--- PROVIDED RECORDS Enclosed Below ---

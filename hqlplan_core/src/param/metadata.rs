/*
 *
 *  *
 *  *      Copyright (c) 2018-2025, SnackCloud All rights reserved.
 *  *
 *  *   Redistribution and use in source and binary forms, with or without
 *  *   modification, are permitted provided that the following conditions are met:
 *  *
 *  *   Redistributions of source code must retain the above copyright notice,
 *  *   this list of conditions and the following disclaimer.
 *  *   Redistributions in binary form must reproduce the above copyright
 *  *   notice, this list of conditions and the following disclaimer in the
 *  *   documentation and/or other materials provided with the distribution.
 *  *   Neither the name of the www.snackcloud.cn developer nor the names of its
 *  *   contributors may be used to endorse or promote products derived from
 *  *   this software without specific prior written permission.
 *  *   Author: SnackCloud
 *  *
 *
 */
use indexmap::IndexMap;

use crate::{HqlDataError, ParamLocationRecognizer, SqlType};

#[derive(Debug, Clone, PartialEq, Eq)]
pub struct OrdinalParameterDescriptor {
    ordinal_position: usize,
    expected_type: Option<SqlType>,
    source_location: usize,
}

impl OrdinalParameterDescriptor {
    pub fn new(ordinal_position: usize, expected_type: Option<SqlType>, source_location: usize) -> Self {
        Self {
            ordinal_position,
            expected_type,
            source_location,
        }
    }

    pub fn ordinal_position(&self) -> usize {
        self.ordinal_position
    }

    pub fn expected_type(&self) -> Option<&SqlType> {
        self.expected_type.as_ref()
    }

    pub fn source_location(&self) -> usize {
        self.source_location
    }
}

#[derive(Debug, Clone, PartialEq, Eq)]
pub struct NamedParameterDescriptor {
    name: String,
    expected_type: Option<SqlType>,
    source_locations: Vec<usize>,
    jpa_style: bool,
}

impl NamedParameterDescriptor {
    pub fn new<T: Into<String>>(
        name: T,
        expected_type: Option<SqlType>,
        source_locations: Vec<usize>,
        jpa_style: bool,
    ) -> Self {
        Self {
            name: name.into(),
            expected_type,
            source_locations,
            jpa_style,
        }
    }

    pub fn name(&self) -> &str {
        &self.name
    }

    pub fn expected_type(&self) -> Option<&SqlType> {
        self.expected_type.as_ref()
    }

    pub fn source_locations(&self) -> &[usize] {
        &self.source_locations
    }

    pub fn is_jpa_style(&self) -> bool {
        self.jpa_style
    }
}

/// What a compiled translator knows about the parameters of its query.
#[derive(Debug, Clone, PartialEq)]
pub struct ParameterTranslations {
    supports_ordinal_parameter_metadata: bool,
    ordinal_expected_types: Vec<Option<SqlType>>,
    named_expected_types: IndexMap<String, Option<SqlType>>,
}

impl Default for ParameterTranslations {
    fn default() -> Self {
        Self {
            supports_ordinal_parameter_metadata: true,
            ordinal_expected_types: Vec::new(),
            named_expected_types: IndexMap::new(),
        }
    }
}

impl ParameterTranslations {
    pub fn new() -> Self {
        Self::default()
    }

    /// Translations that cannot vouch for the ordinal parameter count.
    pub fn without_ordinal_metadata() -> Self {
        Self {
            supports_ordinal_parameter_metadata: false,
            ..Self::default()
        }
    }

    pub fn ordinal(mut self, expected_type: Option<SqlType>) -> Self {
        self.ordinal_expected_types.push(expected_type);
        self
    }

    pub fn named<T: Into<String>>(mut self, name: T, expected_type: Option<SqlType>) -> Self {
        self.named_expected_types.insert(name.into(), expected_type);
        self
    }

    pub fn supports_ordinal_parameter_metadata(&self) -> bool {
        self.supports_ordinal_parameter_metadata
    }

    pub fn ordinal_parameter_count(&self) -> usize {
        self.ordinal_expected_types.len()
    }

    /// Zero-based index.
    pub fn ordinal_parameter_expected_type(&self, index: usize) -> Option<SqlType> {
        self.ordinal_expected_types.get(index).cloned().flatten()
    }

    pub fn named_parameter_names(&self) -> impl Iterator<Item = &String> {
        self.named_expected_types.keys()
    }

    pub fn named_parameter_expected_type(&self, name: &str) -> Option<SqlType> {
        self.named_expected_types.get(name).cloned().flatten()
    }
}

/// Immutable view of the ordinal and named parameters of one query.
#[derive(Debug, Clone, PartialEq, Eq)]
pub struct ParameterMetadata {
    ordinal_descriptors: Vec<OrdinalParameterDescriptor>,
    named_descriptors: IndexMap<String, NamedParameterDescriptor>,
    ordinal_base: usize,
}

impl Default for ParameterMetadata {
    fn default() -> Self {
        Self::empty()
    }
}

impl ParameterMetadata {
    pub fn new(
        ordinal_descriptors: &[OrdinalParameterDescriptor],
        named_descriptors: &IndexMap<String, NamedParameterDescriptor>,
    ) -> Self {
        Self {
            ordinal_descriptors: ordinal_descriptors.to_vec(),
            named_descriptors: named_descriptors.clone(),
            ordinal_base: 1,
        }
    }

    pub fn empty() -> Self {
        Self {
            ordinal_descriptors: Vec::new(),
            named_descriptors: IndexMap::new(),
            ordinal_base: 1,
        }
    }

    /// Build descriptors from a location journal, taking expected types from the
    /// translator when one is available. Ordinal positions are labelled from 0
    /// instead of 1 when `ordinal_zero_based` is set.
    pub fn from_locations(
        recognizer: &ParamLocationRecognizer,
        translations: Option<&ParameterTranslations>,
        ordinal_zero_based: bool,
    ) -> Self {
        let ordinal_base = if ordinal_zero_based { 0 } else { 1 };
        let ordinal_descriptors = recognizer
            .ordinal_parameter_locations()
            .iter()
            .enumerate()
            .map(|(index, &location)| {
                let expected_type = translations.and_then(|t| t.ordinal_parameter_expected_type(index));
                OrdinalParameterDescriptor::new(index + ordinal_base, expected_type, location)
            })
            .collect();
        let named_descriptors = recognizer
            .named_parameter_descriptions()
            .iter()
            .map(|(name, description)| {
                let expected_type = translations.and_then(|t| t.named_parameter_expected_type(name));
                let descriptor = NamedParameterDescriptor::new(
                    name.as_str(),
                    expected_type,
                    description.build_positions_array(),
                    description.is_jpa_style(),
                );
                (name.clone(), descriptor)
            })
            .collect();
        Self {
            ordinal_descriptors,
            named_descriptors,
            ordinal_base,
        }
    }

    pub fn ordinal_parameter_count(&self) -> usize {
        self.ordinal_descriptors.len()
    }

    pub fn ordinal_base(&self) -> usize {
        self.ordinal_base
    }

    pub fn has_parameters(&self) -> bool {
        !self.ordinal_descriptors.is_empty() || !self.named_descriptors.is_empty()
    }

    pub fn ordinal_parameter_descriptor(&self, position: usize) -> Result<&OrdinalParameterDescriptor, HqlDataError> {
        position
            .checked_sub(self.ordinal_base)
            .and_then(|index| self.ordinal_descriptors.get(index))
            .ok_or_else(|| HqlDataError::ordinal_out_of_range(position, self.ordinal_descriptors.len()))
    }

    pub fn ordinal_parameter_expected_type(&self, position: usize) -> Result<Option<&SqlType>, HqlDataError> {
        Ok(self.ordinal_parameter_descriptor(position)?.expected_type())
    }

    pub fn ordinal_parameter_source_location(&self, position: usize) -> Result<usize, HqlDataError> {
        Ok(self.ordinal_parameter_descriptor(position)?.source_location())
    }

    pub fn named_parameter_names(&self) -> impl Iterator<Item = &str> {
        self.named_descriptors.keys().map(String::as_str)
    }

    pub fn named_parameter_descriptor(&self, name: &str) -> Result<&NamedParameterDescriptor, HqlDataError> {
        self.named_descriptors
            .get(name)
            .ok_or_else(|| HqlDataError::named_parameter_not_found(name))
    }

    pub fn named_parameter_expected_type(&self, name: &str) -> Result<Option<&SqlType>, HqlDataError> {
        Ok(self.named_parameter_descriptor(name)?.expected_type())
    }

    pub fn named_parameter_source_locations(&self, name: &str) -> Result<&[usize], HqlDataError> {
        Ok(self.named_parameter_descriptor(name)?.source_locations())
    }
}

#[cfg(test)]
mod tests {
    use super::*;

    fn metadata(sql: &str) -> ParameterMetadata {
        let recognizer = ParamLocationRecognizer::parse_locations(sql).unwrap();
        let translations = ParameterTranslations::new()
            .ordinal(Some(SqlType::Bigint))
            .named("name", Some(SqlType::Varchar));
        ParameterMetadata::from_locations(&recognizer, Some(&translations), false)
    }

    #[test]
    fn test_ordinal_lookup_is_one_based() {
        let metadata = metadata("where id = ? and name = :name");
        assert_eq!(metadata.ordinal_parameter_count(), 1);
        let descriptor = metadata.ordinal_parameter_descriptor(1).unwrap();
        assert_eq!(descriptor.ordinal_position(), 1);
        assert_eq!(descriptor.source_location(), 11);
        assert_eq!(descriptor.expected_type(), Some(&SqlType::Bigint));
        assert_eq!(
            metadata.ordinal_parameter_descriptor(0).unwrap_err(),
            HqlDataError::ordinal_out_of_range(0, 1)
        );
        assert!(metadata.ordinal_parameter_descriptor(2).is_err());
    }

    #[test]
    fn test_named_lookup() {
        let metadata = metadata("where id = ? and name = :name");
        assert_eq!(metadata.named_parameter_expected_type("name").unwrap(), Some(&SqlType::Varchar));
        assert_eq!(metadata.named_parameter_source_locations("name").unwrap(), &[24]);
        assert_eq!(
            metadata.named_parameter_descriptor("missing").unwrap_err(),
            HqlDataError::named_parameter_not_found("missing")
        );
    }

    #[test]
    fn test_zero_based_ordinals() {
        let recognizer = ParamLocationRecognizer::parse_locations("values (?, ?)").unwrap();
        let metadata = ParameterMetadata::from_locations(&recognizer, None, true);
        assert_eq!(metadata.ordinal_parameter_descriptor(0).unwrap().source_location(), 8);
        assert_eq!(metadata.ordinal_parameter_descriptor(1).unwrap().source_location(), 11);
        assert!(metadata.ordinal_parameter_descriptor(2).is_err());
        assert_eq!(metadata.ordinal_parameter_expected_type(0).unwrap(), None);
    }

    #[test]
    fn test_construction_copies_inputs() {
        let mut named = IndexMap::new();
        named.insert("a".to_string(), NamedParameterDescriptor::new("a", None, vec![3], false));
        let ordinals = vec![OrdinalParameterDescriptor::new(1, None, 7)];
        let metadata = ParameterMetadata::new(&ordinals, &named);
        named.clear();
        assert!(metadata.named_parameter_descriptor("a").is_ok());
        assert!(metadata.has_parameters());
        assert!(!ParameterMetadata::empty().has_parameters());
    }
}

--- End of Enclosed PROVIDED RECORDS ---
--- PROVIDED RECORDS Enclosed Below ---

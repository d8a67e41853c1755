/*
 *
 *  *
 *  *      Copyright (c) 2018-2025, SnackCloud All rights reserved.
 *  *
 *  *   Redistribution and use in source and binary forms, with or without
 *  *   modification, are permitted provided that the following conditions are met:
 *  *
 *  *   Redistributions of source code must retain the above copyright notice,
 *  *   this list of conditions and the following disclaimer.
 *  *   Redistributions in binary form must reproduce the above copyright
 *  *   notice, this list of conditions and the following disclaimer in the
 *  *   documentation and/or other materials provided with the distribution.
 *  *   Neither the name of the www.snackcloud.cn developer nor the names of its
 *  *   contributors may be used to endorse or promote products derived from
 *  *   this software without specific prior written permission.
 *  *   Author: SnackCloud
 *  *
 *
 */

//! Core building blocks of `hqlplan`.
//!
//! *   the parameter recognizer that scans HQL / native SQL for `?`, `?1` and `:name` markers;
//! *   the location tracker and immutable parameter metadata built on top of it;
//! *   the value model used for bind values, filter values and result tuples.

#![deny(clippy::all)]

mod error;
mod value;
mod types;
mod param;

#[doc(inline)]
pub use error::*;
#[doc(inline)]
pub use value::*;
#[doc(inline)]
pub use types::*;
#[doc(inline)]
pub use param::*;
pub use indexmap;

--- End of Enclosed PROVIDED RECORDS ---
--- PROVIDED RECORDS Enclosed Below ---

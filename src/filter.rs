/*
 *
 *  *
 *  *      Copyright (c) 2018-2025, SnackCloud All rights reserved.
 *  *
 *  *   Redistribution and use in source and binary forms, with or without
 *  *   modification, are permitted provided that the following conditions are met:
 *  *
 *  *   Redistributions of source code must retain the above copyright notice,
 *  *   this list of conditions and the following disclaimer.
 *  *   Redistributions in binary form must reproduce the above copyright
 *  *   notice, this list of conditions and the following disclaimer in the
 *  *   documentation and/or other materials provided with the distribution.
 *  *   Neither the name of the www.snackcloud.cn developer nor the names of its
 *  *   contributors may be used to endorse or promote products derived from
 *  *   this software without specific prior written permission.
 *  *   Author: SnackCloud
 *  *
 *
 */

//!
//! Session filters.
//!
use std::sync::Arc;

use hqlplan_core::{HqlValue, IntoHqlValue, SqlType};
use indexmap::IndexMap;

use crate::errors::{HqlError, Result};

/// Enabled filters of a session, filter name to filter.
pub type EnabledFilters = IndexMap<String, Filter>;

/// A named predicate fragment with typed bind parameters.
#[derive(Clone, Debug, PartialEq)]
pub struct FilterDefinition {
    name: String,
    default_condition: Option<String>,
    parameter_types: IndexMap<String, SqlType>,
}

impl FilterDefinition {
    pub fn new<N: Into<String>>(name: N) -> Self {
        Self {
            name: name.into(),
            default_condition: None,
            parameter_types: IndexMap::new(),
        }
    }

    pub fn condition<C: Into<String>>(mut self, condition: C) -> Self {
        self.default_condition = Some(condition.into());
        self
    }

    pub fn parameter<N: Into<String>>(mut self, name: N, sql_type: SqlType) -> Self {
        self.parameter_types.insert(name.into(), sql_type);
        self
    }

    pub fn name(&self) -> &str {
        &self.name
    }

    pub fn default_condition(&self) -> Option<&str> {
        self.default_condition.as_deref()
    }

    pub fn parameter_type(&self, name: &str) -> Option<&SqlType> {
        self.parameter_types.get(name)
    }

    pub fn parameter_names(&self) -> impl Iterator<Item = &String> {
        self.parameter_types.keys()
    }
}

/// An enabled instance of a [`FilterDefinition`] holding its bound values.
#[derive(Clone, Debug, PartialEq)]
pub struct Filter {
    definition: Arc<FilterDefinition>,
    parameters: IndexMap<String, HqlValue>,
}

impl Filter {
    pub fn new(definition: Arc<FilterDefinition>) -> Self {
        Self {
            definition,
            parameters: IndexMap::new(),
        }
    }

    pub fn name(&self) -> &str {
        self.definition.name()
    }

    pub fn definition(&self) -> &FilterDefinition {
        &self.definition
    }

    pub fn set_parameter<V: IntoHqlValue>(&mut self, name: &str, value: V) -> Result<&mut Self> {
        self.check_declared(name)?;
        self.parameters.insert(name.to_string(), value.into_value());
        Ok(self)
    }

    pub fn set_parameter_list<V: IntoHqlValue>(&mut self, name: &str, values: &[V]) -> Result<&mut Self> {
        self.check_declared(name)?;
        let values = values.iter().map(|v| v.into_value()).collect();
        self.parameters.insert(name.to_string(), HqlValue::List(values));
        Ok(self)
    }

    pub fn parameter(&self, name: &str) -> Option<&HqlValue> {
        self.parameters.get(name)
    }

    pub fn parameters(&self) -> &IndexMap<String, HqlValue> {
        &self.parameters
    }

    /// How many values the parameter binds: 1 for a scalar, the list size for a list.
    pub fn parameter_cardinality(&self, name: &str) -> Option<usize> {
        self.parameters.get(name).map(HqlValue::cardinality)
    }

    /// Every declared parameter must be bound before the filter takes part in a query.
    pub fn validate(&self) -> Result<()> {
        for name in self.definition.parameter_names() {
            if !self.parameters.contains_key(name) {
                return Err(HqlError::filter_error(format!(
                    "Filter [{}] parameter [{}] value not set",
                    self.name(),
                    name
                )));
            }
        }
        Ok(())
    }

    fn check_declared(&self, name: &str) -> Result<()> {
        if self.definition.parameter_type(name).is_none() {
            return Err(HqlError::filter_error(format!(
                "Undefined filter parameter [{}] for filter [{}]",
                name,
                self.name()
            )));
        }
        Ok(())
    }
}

--- End of Enclosed PROVIDED RECORDS ---

## BRIEF
Search each line of the data above for "crate", and copy the lines where it occurs.

## REPLY
use crate::{HqlDataError, ParamLocationRecognizer, SqlType};
use crate::errors::{HqlError, Result};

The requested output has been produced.